◆ Work required: Everything in the data below is left aside except the lines from the one containing "tree; the workdir" through the one containing "#[derive(Debug, Clone)]"; repeat those exactly.

####################

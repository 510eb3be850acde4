use std::fs;

use crate::error::{IoResultExt, Result};
use crate::index::{read_index, write_index};
use crate::object::write_blob;
use crate::repo::Repo;
use crate::scanner::scan_workdir;
use crate::types::Tree;

/// stage paths into the index. `"."` stages the whole working tree
/// (minus ignored paths).
pub fn add(repo: &Repo, paths: &[String]) -> Result<()> {
    let mut index = read_index(repo)?;

    if paths.iter().any(|p| p == ".") {
        let workdir = scan_workdir(repo)?;
        for path in workdir.paths() {
            stage_path(repo, &mut index, path)?;
        }
    } else {
        for path in paths {
            stage_path(repo, &mut index, path)?;
        }
    }

    write_index(repo, &index)
}

fn stage_path(repo: &Repo, index: &mut Tree, path: &str) -> Result<()> {
    let full = repo.root().join(path);
    let content = fs::read(&full).with_path(&full)?;
    let blob_id = write_blob(repo, &content)?;
    index.insert(path.to_string(), blob_id);
    Ok(())
}
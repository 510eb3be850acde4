use std::fs::{self, File};
use std::io::Write;
use std::path::PathBuf;

use crate::error::{Error, IoResultExt, Result};
use crate::hash::{Hash, ObjectKind};
use crate::object;
use crate::repo::Repo;
use crate::types::Tag;

/// the state HEAD is in: bound to a branch, or pointing at a commit
/// directly.
#[derive(Clone, Debug, PartialEq, Eq)]
pub enum Head {
    Attached(String),
    Detached(Hash),
}

pub fn read_head(repo: &Repo) -> Result<Head> {
    let path = repo.head_path();
    let content = fs::read_to_string(&path).with_path(&path)?;
    let content = content.trim();

    if let Some(target) = content.strip_prefix("ref: ") {
        let name = target
            .strip_prefix("refs/heads/")
            .ok_or_else(|| Error::InvalidRef(target.to_string()))?;
        Ok(Head::Attached(name.to_string()))
    } else {
        Ok(Head::Detached(Hash::from_hex(content)?))
    }
}

pub fn write_head_branch(repo: &Repo, branch: &str) -> Result<()> {
    validate_ref_component(branch)?;
    atomic_write(&repo.head_path(), format!("ref: refs/heads/{}\n", branch).as_bytes())
}

pub fn write_head_detached(repo: &Repo, id: &Hash) -> Result<()> {
    atomic_write(&repo.head_path(), format!("{}\n", id).as_bytes())
}

/// resolve HEAD all the way down to a commit id, following the attached
/// branch if there is one.
pub fn head_commit(repo: &Repo) -> Result<Hash> {
    match read_head(repo)? {
        Head::Attached(branch) => branch_commit(repo, &branch),
        Head::Detached(id) => Ok(id),
    }
}

pub fn branch_path(repo: &Repo, name: &str) -> PathBuf {
    repo.refs_heads_path().join(name)
}

pub fn branch_commit(repo: &Repo, name: &str) -> Result<Hash> {
    read_ref_file(&branch_path(repo, name), || {
        Error::RefNotFound(format!("refs/heads/{}", name))
    })
}

pub fn write_branch(repo: &Repo, name: &str, id: &Hash) -> Result<()> {
    validate_ref_component(name)?;
    let path = branch_path(repo, name);
    if let Some(parent) = path.parent() {
        fs::create_dir_all(parent).with_path(parent)?;
    }
    atomic_write(&path, format!("{}\n", id).as_bytes())
}

pub fn delete_branch(repo: &Repo, name: &str) -> Result<()> {
    let path = branch_path(repo, name);
    fs::remove_file(&path).map_err(|e| {
        if e.kind() == std::io::ErrorKind::NotFound {
            Error::RefNotFound(format!("refs/heads/{}", name))
        } else {
            Error::Io { path, source: e }
        }
    })
}

pub fn branch_exists(repo: &Repo, name: &str) -> bool {
    branch_path(repo, name).exists()
}

pub fn list_branches(repo: &Repo) -> Result<Vec<String>> {
    list_leaf_names(&repo.refs_heads_path())
}

pub fn tag_path(repo: &Repo, name: &str) -> PathBuf {
    repo.refs_tags_path().join(name)
}

/// create an annotated tag object pointing at `target` and record it
/// under `refs/tags/<name>`.
pub fn create_tag(
    repo: &Repo,
    name: &str,
    target: Hash,
    target_kind: ObjectKind,
    tagger: &str,
    tag_time: i64,
    message: &str,
) -> Result<Hash> {
    validate_ref_component(name)?;
    if tag_exists(repo, name) {
        return Err(Error::AlreadyExists(format!("refs/tags/{}", name)));
    }

    let tag = Tag::new(target, target_kind, name, tagger, tag_time, message);
    let tag_id = object::tag::write_tag(repo, &tag)?;

    let path = tag_path(repo, name);
    if let Some(parent) = path.parent() {
        fs::create_dir_all(parent).with_path(parent)?;
    }
    atomic_write(&path, format!("{}\n", tag_id).as_bytes())?;

    Ok(tag_id)
}

pub fn tag_object_id(repo: &Repo, name: &str) -> Result<Hash> {
    read_ref_file(&tag_path(repo, name), || {
        Error::RefNotFound(format!("refs/tags/{}", name))
    })
}

pub fn delete_tag(repo: &Repo, name: &str) -> Result<()> {
    let path = tag_path(repo, name);
    fs::remove_file(&path).map_err(|e| {
        if e.kind() == std::io::ErrorKind::NotFound {
            Error::RefNotFound(format!("refs/tags/{}", name))
        } else {
            Error::Io { path, source: e }
        }
    })
}

pub fn tag_exists(repo: &Repo, name: &str) -> bool {
    tag_path(repo, name).exists()
}

pub fn list_tags(repo: &Repo) -> Result<Vec<String>> {
    list_leaf_names(&repo.refs_tags_path())
}

/// the stash is a LIFO list of commit ids (index 0 = most recently
/// pushed, "stash@{0}") persisted as one hex id per line.
pub fn read_stash(repo: &Repo) -> Result<Vec<Hash>> {
    let path = repo.stash_path();
    if !path.exists() {
        return Ok(Vec::new());
    }
    let content = fs::read_to_string(&path).with_path(&path)?;
    content
        .lines()
        .filter(|line| !line.trim().is_empty())
        .map(Hash::from_hex)
        .collect()
}

pub fn write_stash(repo: &Repo, entries: &[Hash]) -> Result<()> {
    let body: String = entries.iter().map(|h| format!("{}\n", h)).collect();
    atomic_write(&repo.stash_path(), body.as_bytes())
}

pub fn push_stash(repo: &Repo, id: Hash) -> Result<()> {
    let mut entries = read_stash(repo)?;
    entries.insert(0, id);
    write_stash(repo, &entries)
}

/// remove and return the most recent stash entry
pub fn pop_stash_entry(repo: &Repo) -> Result<Option<Hash>> {
    let mut entries = read_stash(repo)?;
    if entries.is_empty() {
        return Ok(None);
    }
    let top = entries.remove(0);
    write_stash(repo, &entries)?;
    Ok(Some(top))
}

/// return the most recent stash entry without removing it
pub fn peek_stash_entry(repo: &Repo) -> Result<Option<Hash>> {
    Ok(read_stash(repo)?.into_iter().next())
}

fn read_ref_file(path: &PathBuf, not_found: impl FnOnce() -> Error) -> Result<Hash> {
    let content = fs::read_to_string(path).map_err(|e| {
        if e.kind() == std::io::ErrorKind::NotFound {
            not_found()
        } else {
            Error::Io {
                path: path.clone(),
                source: e,
            }
        }
    })?;
    Hash::from_hex(content.trim())
}

fn list_leaf_names(dir: &PathBuf) -> Result<Vec<String>> {
    let mut names = Vec::new();
    if dir.exists() {
        collect_leaf_names(dir, dir, &mut names)?;
    }
    names.sort();
    Ok(names)
}

fn collect_leaf_names(base: &PathBuf, dir: &PathBuf, names: &mut Vec<String>) -> Result<()> {
    for entry in fs::read_dir(dir).with_path(dir)? {
        let entry = entry.with_path(dir)?;
        let path = entry.path();
        if path.is_dir() {
            collect_leaf_names(base, &path, names)?;
        } else if let Ok(rel) = path.strip_prefix(base) {
            names.push(rel.to_string_lossy().to_string());
        }
    }
    Ok(())
}

fn atomic_write(path: &PathBuf, content: &[u8]) -> Result<()> {
    if let Some(parent) = path.parent() {
        fs::create_dir_all(parent).with_path(parent)?;
    }
    let tmp_path = path.with_extension("tmp");
    {
        let mut tmp_file = File::create(&tmp_path).with_path(&tmp_path)?;
        tmp_file.write_all(content).with_path(&tmp_path)?;
        tmp_file.sync_all().with_path(&tmp_path)?;
    }
    fs::rename(&tmp_path, path).with_path(path)?;
    Ok(())
}

fn validate_ref_component(name: &str) -> Result<()> {
    if name.is_empty() {
        return Err(Error::InvalidRef("empty ref name".to_string()));
    }
    if name.starts_with('/') || name.ends_with('/') {
        return Err(Error::InvalidRef(format!(
            "ref name cannot start or end with '/': {}",
            name
        )));
    }
    if name.contains("//") || name.contains('\0') {
        return Err(Error::InvalidRef(format!("invalid ref name: {}", name)));
    }
    for component in name.split('/') {
        if component == "." || component == ".." {
            return Err(Error::InvalidRef(format!("ref name cannot contain '.' or '..': {}", name)));
        }
    }
    Ok(())
}
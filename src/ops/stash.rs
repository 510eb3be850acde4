use std::time::{SystemTime, UNIX_EPOCH};

use crate::error::{Error, Result};
use crate::hash::Hash;
use crate::index::{read_index, write_index};
use crate::object::{read_commit, read_tree, write_commit, write_tree};
use crate::refs;
use crate::repo::Repo;
use crate::scanner::scan_workdir;
use crate::types::Commit;

use super::checkout::materialize_tree;
use super::commit::current_identity;

/// a stash entry: a commit holding both a staged-state snapshot and a
/// working-tree snapshot. `commit.tree` is the index tree; the workdir
/// tree rides in the commit's second parent slot (`commit.parents[1]`),
/// alongside the real HEAD commit it was taken against
/// (`commit.parents[0]`). This keeps a stash a plain four-kind object
/// on disk while still carrying two independent snapshots.
#[derive(Debug, Clone)]
pub struct StashEntry {
    pub id: Hash,
    pub commit: Commit,
    pub index_tree: Hash,
    pub workdir_tree: Hash,
}

fn now() -> i64 {
    SystemTime::now()
        .duration_since(UNIX_EPOCH)
        .unwrap_or_default()
        .as_secs() as i64
}

/// snapshot the index and the working tree as a stash commit, then
/// reset the working tree and index back to HEAD.
pub fn push(repo: &Repo, message: Option<&str>) -> Result<Hash> {
    let head_id = refs::head_commit(repo)?;
    let head_tree = read_tree(repo, &read_commit(repo, &head_id)?.tree)?;
    let index_tree = read_index(repo)?;
    let workdir_tree = scan_workdir(repo)?;

    if index_tree == head_tree && workdir_tree == head_tree {
        return Err(Error::Usage("no local changes to stash".to_string()));
    }

    let index_tree_id = write_tree(repo, &index_tree)?;
    let workdir_tree_id = write_tree(repo, &workdir_tree)?;
    let identity = current_identity(repo)?;
    let commit = Commit::new(
        index_tree_id,
        vec![head_id, workdir_tree_id],
        identity,
        now(),
        message.unwrap_or("WIP"),
    );
    let stash_id = write_commit(repo, &commit)?;

    refs::push_stash(repo, stash_id)?;

    materialize_tree(repo, &head_tree)?;
    write_index(repo, &head_tree)?;

    Ok(stash_id)
}

/// list stash entries, most recently pushed first.
pub fn list(repo: &Repo) -> Result<Vec<StashEntry>> {
    refs::read_stash(repo)?
        .into_iter()
        .map(|id| {
            let commit = read_commit(repo, &id)?;
            let workdir_tree = *commit.parents.get(1).ok_or_else(|| {
                Error::CorruptObject(id, "stash commit missing workdir-tree parent".to_string())
            })?;
            Ok(StashEntry {
                id,
                index_tree: commit.tree,
                workdir_tree,
                commit,
            })
        })
        .collect()
}

/// apply the most recent stash entry to the working tree and index, and
/// drop it.
pub fn pop(repo: &Repo) -> Result<Hash> {
    let id = refs::pop_stash_entry(repo)?
        .ok_or_else(|| Error::Usage("no stash entries".to_string()))?;
    apply_stash(repo, id)?;
    Ok(id)
}

/// apply the most recent stash entry without dropping it.
pub fn apply(repo: &Repo) -> Result<Hash> {
    let id = refs::peek_stash_entry(repo)?
        .ok_or_else(|| Error::Usage("no stash entries".to_string()))?;
    apply_stash(repo, id)?;
    Ok(id)
}

fn apply_stash(repo: &Repo, id: Hash) -> Result<()> {
    let commit = read_commit(repo, &id)?;
    let workdir_tree_id = commit.parents.get(1).ok_or_else(|| {
        Error::CorruptObject(id, "stash commit missing workdir-tree parent".to_string())
    })?;

    let index_tree = read_tree(repo, &commit.tree)?;
    let workdir_tree = read_tree(repo, workdir_tree_id)?;

    materialize_tree(repo, &workdir_tree)?;
    write_index(repo, &index_tree)
}
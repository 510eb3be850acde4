use std::time::{SystemTime, UNIX_EPOCH};

use crate::error::Result;
use crate::hash::Hash;
use crate::index::read_index;
use crate::object::{read_commit, write_commit, write_tree};
use crate::refs::{self, Head};
use crate::repo::Repo;
use crate::types::Commit;

/// the identity string written into author/committer lines, taken from
/// `user.name`/`user.email` in repository config.
pub fn current_identity(repo: &Repo) -> Result<String> {
    let config = repo.config()?;
    let name = config.get("user.name").unwrap_or("unknown").to_string();
    let email = config
        .get("user.email")
        .unwrap_or("unknown@localhost")
        .to_string();
    Ok(format!("{} <{}>", name, email))
}

fn now() -> i64 {
    SystemTime::now()
        .duration_since(UNIX_EPOCH)
        .unwrap_or_default()
        .as_secs() as i64
}

/// snapshot the current index into a new commit on whatever HEAD points
/// at, advancing the attached branch (or HEAD itself, if detached).
pub fn commit(repo: &Repo, message: &str) -> Result<Hash> {
    let index = read_index(repo)?;
    let tree_id = write_tree(repo, &index)?;

    let parents = match refs::read_head(repo)? {
        Head::Attached(ref branch) if refs::branch_exists(repo, branch) => {
            vec![refs::branch_commit(repo, branch)?]
        }
        Head::Attached(_) => vec![],
        Head::Detached(id) => vec![id],
    };

    let identity = current_identity(repo)?;
    let commit = Commit::new(tree_id, parents, identity, now(), message);
    let commit_id = write_commit(repo, &commit)?;

    match refs::read_head(repo)? {
        Head::Attached(branch) => refs::write_branch(repo, &branch, &commit_id)?,
        Head::Detached(_) => refs::write_head_detached(repo, &commit_id)?,
    }

    Ok(commit_id)
}
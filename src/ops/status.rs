use crate::diff::{tree_delta, ChangeKind, DiffEntry};
use crate::error::{Error, Result};
use crate::index::read_index;
use crate::object::{read_commit, read_tree};
use crate::refs;
use crate::repo::Repo;
use crate::scanner::scan_workdir;
use crate::types::Tree;

/// working-tree status: the three-way comparison between HEAD's tree,
/// the index, and the working tree.
#[derive(Debug, Clone, Default)]
pub struct Status {
    /// changes between HEAD and the index (what the next commit includes)
    pub staged: Vec<DiffEntry>,
    /// changes between the index and the working tree, for paths the
    /// index already tracks
    pub unstaged: Vec<DiffEntry>,
    /// paths present in the working tree but never staged
    pub untracked: Vec<String>,
}

impl Status {
    pub fn is_clean(&self) -> bool {
        self.staged.is_empty() && self.unstaged.is_empty() && self.untracked.is_empty()
    }
}

pub fn status(repo: &Repo) -> Result<Status> {
    let index = read_index(repo)?;
    let workdir = scan_workdir(repo)?;

    let head_tree = match refs::head_commit(repo) {
        Ok(id) => read_tree(repo, &read_commit(repo, &id)?.tree)?,
        Err(Error::RefNotFound(_)) => Tree::empty(),
        Err(e) => return Err(e),
    };

    let staged = tree_delta(&head_tree, &index);

    let mut unstaged = Vec::new();
    let mut untracked = Vec::new();
    for entry in tree_delta(&index, &workdir) {
        match entry.kind {
            ChangeKind::Added => untracked.push(entry.path),
            _ => unstaged.push(entry),
        }
    }

    Ok(Status {
        staged,
        unstaged,
        untracked,
    })
}

#[cfg(test)]
mod tests {
    use super::*;
    use crate::ops::add::add;
    use crate::ops::commit::commit;
    use std::fs;
    use tempfile::tempdir;

    fn test_repo() -> (tempfile::TempDir, Repo) {
        let dir = tempdir().unwrap();
        let repo_path = dir.path().join("repo");
        let repo = Repo::init(&repo_path).unwrap();
        (dir, repo)
    }

    #[test]
    fn test_status_clean_repo() {
        let (_dir, repo) = test_repo();
        let status = status(&repo).unwrap();
        assert!(status.is_clean());
    }

    #[test]
    fn test_status_untracked_file() {
        let (_dir, repo) = test_repo();
        fs::write(repo.root().join("a.txt"), "hello").unwrap();

        let status = status(&repo).unwrap();
        assert_eq!(status.untracked, vec!["a.txt".to_string()]);
        assert!(status.staged.is_empty());
        assert!(status.unstaged.is_empty());
    }

    #[test]
    fn test_status_staged_file() {
        let (_dir, repo) = test_repo();
        fs::write(repo.root().join("a.txt"), "hello").unwrap();
        add(&repo, &["a.txt".to_string()]).unwrap();

        let status = status(&repo).unwrap();
        assert_eq!(status.staged.len(), 1);
        assert_eq!(status.staged[0].kind, ChangeKind::Added);
        assert!(status.untracked.is_empty());
    }

    #[test]
    fn test_status_modified_after_commit() {
        let (_dir, repo) = test_repo();
        fs::write(repo.root().join("a.txt"), "v1").unwrap();
        add(&repo, &["a.txt".to_string()]).unwrap();
        commit(&repo, "first").unwrap();

        fs::write(repo.root().join("a.txt"), "v2").unwrap();

        let status = status(&repo).unwrap();
        assert!(status.staged.is_empty());
        assert_eq!(status.unstaged.len(), 1);
        assert_eq!(status.unstaged[0].kind, ChangeKind::Modified);
    }
}
use std::collections::{HashSet, VecDeque};

use crate::error::Result;
use crate::hash::Hash;
use crate::object::commit::read_commit;
use crate::repo::Repo;

/// walk first parents only, from `start` back to the root.
pub fn first_parent_history(repo: &Repo, start: Hash) -> Result<Vec<Hash>> {
    let mut history = Vec::new();
    let mut current = Some(start);
    while let Some(id) = current {
        let commit = read_commit(repo, &id)?;
        history.push(id);
        current = commit.parents.first().copied();
    }
    Ok(history)
}

/// the full set of commits reachable from `start`, following every
/// parent edge (a BFS closure over the commit DAG).
pub fn ancestor_set(repo: &Repo, start: Hash) -> Result<HashSet<Hash>> {
    let mut seen = HashSet::new();
    let mut queue = VecDeque::new();
    queue.push_back(start);

    while let Some(id) = queue.pop_front() {
        if !seen.insert(id) {
            continue;
        }
        let commit = read_commit(repo, &id)?;
        for parent in commit.parents {
            if !seen.contains(&parent) {
                queue.push_back(parent);
            }
        }
    }

    Ok(seen)
}

/// find a lowest common ancestor of `a` and `b` by walking `b`'s history
/// breadth-first and returning the first node already in `a`'s ancestor
/// set. returns `None` if the two commits share no history.
pub fn lowest_common_ancestor(repo: &Repo, a: Hash, b: Hash) -> Result<Option<Hash>> {
    let ancestors_of_a = ancestor_set(repo, a)?;

    let mut seen = HashSet::new();
    let mut queue = VecDeque::new();
    queue.push_back(b);

    while let Some(id) = queue.pop_front() {
        if !seen.insert(id) {
            continue;
        }
        if ancestors_of_a.contains(&id) {
            return Ok(Some(id));
        }
        let commit = read_commit(repo, &id)?;
        for parent in commit.parents {
            queue.push_back(parent);
        }
    }

    Ok(None)
}

#[cfg(test)]
mod tests {
    use super::*;
    use crate::object::commit::write_commit;
    use crate::types::Commit;
    use tempfile::tempdir;

    fn test_repo() -> (tempfile::TempDir, Repo) {
        let dir = tempdir().unwrap();
        let repo_path = dir.path().join("repo");
        let repo = Repo::init(&repo_path).unwrap();
        (dir, repo)
    }

    fn commit(repo: &Repo, parents: Vec<Hash>, msg: &str) -> Hash {
        write_commit(repo, &Commit::new(Hash::ZERO, parents, "jane", 0, msg)).unwrap()
    }

    #[test]
    fn test_first_parent_history_linear() {
        let (_dir, repo) = test_repo();
        let c1 = commit(&repo, vec![], "c1");
        let c2 = commit(&repo, vec![c1], "c2");
        let c3 = commit(&repo, vec![c2], "c3");

        let history = first_parent_history(&repo, c3).unwrap();
        assert_eq!(history, vec![c3, c2, c1]);
    }

    #[test]
    fn test_first_parent_history_follows_only_first_parent() {
        let (_dir, repo) = test_repo();
        let c1 = commit(&repo, vec![], "c1");
        let side = commit(&repo, vec![c1], "side");
        let main = commit(&repo, vec![c1], "main");
        let merge = commit(&repo, vec![main, side], "merge");

        let history = first_parent_history(&repo, merge).unwrap();
        assert_eq!(history, vec![merge, main, c1]);
    }

    #[test]
    fn test_ancestor_set_includes_all_branches() {
        let (_dir, repo) = test_repo();
        let c1 = commit(&repo, vec![], "c1");
        let side = commit(&repo, vec![c1], "side");
        let main = commit(&repo, vec![c1], "main");
        let merge = commit(&repo, vec![main, side], "merge");

        let ancestors = ancestor_set(&repo, merge).unwrap();
        assert!(ancestors.contains(&c1));
        assert!(ancestors.contains(&side));
        assert!(ancestors.contains(&main));
        assert!(ancestors.contains(&merge));
        assert_eq!(ancestors.len(), 4);
    }

    #[test]
    fn test_lowest_common_ancestor_of_diverged_branches() {
        let (_dir, repo) = test_repo();
        let base = commit(&repo, vec![], "base");
        let a = commit(&repo, vec![base], "a");
        let b = commit(&repo, vec![base], "b");

        assert_eq!(lowest_common_ancestor(&repo, a, b).unwrap(), Some(base));
    }

    #[test]
    fn test_lowest_common_ancestor_when_one_is_ancestor_of_other() {
        let (_dir, repo) = test_repo();
        let base = commit(&repo, vec![], "base");
        let child = commit(&repo, vec![base], "child");

        assert_eq!(lowest_common_ancestor(&repo, base, child).unwrap(), Some(base));
    }

    #[test]
    fn test_no_common_ancestor_across_unrelated_histories() {
        let (_dir, repo) = test_repo();
        let a = commit(&repo, vec![], "a");
        let b = commit(&repo, vec![], "b");

        assert_eq!(lowest_common_ancestor(&repo, a, b).unwrap(), None);
    }
}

####################

◆ Response to the task:
/// working-tree snapshot. `commit.tree` is the index tree; the workdir
/// tree rides in the commit's second parent slot (`commit.parents[1]`),
/// alongside the real HEAD commit it was taken against
/// (`commit.parents[0]`). This keeps a stash a plain four-kind object
/// on disk while still carrying two independent snapshots.
#[derive(Debug, Clone)]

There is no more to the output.